Alyan terkejut melihat Melviona sedang melintasi teras villa dengan pakaian yg masih memakai pakaian kerja dan memegang sebuah kantongan plastik hitam besar berisi kan sampah.
"eh, kenapa masih belum pergi?" tanya Melviona saat melihat dua mobil yg tengah terparkir di depan villa.
"nona nggak ikut?!" tanya Chloe ikut terkejut dan keluar dari mobil.
"Chloe? waah... ternyata kamu cantik banget ya kalau lagi nggak kerja" ucap Melviona kagum.
"nona, kenapa nona nggak ikut?!" Tanya Cya yg ikut keluar dari mobil.
"semuanya pada cantik ya malam ini, Udah nggak sabar di pilih sama pangeran pemeran utama malam ini" lanjut Melviona.
"dia beneran nggak ikut?" pikir Alyan.
PIIIT!
Tiba tiba Alyan membunyikan klakson mobil nya.
"kalian ngapain keluar mobil, nggak mau ikut juga ya" ucap Alyan dari mobilnya.
"ah, eh maaf" ucap Chloe kemudian kembali masuk ke dalam mobil diikuti oleh Cya.
"kita berangkat" lanjut Alyan.
"ah, tunggu dulu, di tempat terpencil seperti ini banyak kejadian yg tidak dapat di prediksi, jadi jangan lupa untuk menutup semua pintu dan jendela, juga jangan keluar dari villa" ucap Alyan, kemudian mengendarai mobil nya menuju rumah Darlen diikuti oleh pak satpam.
"ngapain sih dia, nakutin aja, dia pikir aku takut apa! aku sering sendiri di rumah kok, pas di Indonesia" ucap Melviona kesal, kemudian berlari dengan cepat ke dalam villa dan menutup semua pintu juga jendela tergesa-gesa.
"akh! takut banget, udah besar, kayak di hutan lagi, trus ini villa serem banget pas malam udah lagi nggak ada yg nemenin" gumam Melviona panik, di dalam kamarnya yg sudah di kunci rapat dari dalam.
🌺🌺🌺🌺🌺
"aku mengucapkan terima kasih banyak pada para tamu yg sudah mau meluangkan waktunya untuk acara ulang tahunku, yah... memang harus di luangkan sih" ucap Darlen yg kini berdiri di panggung yang sudah di sediakan di halaman depan rumah.

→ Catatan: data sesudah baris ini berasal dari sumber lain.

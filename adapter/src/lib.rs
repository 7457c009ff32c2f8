pub mod database;
pub mod memory;
pub mod repository;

"malam ini malam yg sangat istimewa karena malam ini juga, demi mengabulkan permintaan sang ibunda tercinta yang ingin cepat cepat jadi seorang nenek, aku akan memilih dan melamar salah satu wanita yg menghadiri acara ini sebagai tunangan ku" jelas Darlen.

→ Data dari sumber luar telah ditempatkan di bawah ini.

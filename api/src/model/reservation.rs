use chrono::{DateTime, Utc};
use garde::Validate;
use kernel::model::hosting::Guest;
use kernel::model::id::{ReservationId, RoomId};
use kernel::model::reservation::event::CreateReservation;
use kernel::model::reservation::Reservation;
use serde::{Deserialize, Serialize};

#[derive(Debug, Deserialize, Validate)]
#[serde(rename_all = "camelCase")]
pub struct CreateReservationRequest {
    #[garde(skip)]
    pub room_id: RoomId,
    #[garde(length(min = 1))]
    pub first_name: String,
    #[garde(length(min = 1))]
    pub last_name: String,
    #[garde(length(min = 1))]
    pub guest_id_card_number: String,
    #[garde(length(min = 1))]
    pub guest_phone: String,
    #[garde(length(min = 1))]
    pub job_title: String,
    #[garde(length(min = 1))]
    pub department: String,
    #[garde(skip)]
    #[serde(default)]
    pub guests: Vec<Guest>,
    #[garde(skip)]
    pub check_in_date: DateTime<Utc>,
    #[garde(skip)]
    pub check_out_date: Option<DateTime<Utc>>,
    #[garde(skip)]
    pub notes: Option<String>,
}

impl From<CreateReservationRequest> for CreateReservation {
    fn from(value: CreateReservationRequest) -> Self {
        let CreateReservationRequest {
            room_id,
            first_name,
            last_name,
            guest_id_card_number,
            guest_phone,
            job_title,
            department,
            guests,
            check_in_date,
            check_out_date,
            notes,
        } = value;
        CreateReservation {
            room_id,
            first_name,
            last_name,
            guest_id_card_number,
            guest_phone,
            job_title,
            department,
            guests,
            check_in_date,
            check_out_date,
            notes,
        }
    }
}

#[derive(Debug, Serialize)]
#[serde(rename_all = "camelCase")]
pub struct ReservationResponse {
    pub id: ReservationId,
    pub room_id: RoomId,
    pub first_name: String,
    pub last_name: String,
    pub guest_id_card_number: String,
    pub guest_phone: String,
    pub job_title: String,
    pub department: String,
    pub guests: Vec<Guest>,
    pub check_in_date: DateTime<Utc>,
    pub check_out_date: Option<DateTime<Utc>>,
    pub notes: Option<String>,
    pub created_at: DateTime<Utc>,
}

impl From<Reservation> for ReservationResponse {
    fn from(value: Reservation) -> Self {
        let Reservation {
            id,
            room_id,
            first_name,
            last_name,
            guest_id_card_number,
            guest_phone,
            job_title,
            department,
            guests,
            check_in_date,
            check_out_date,
            notes,
            created_at,
        } = value;
        Self {
            id,
            room_id,
            first_name,
            last_name,
            guest_id_card_number,
            guest_phone,
            job_title,
            department,
            guests,
            check_in_date,
            check_out_date,
            notes,
            created_at,
        }
    }
}

#[derive(Debug, Serialize)]
#[serde(rename_all = "camelCase")]
pub struct ReservationsResponse {
    pub items: Vec<ReservationResponse>,
}

impl From<Vec<Reservation>> for ReservationsResponse {
    fn from(value: Vec<Reservation>) -> Self {
        Self {
            items: value.into_iter().map(ReservationResponse::from).collect(),
        }
    }
}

dan tentunya, mendengar hal itu seluruh para wanita yg ada di sana berteriak nyaring dengan wajah berseri-seri.
Darlen melayangkan pandangannya dari satu wanita ke wanita lain, seperti sedang mencari seseorang.
"dia... tidak datang"ucap Darlen dalam hati dengan wajah murung.
"tapi, aku akan memilih calon tunangan ku saat acara ultah ku selesai" lanjut Darlen, kemudian turun dari panggung dan di sambut oleh orang orang yg mengucapkan selamat.
"mudah mudahan dia datang" ucap Darlen dalam hati.
jam sudah menunjukkan pukul 22.00 malam sudah semakin gelap dan kini Darlen sudah tidak dapat menunda waktu lagi, karna sang ibu yg sudah tidak sabaran.
"baiklah, seperti yg sudah aku janji kan aku akan menepati janjiku, malam ini aku akan memilih satu dari kalian sebagai tunangan ku, jadi aku....."Darlen yg merasa sangat kebingungan, bermaksud untuk menunjuk wanita yg berdiri paling depan namun, tiba tiba sebuah mobil berwarna putih datang.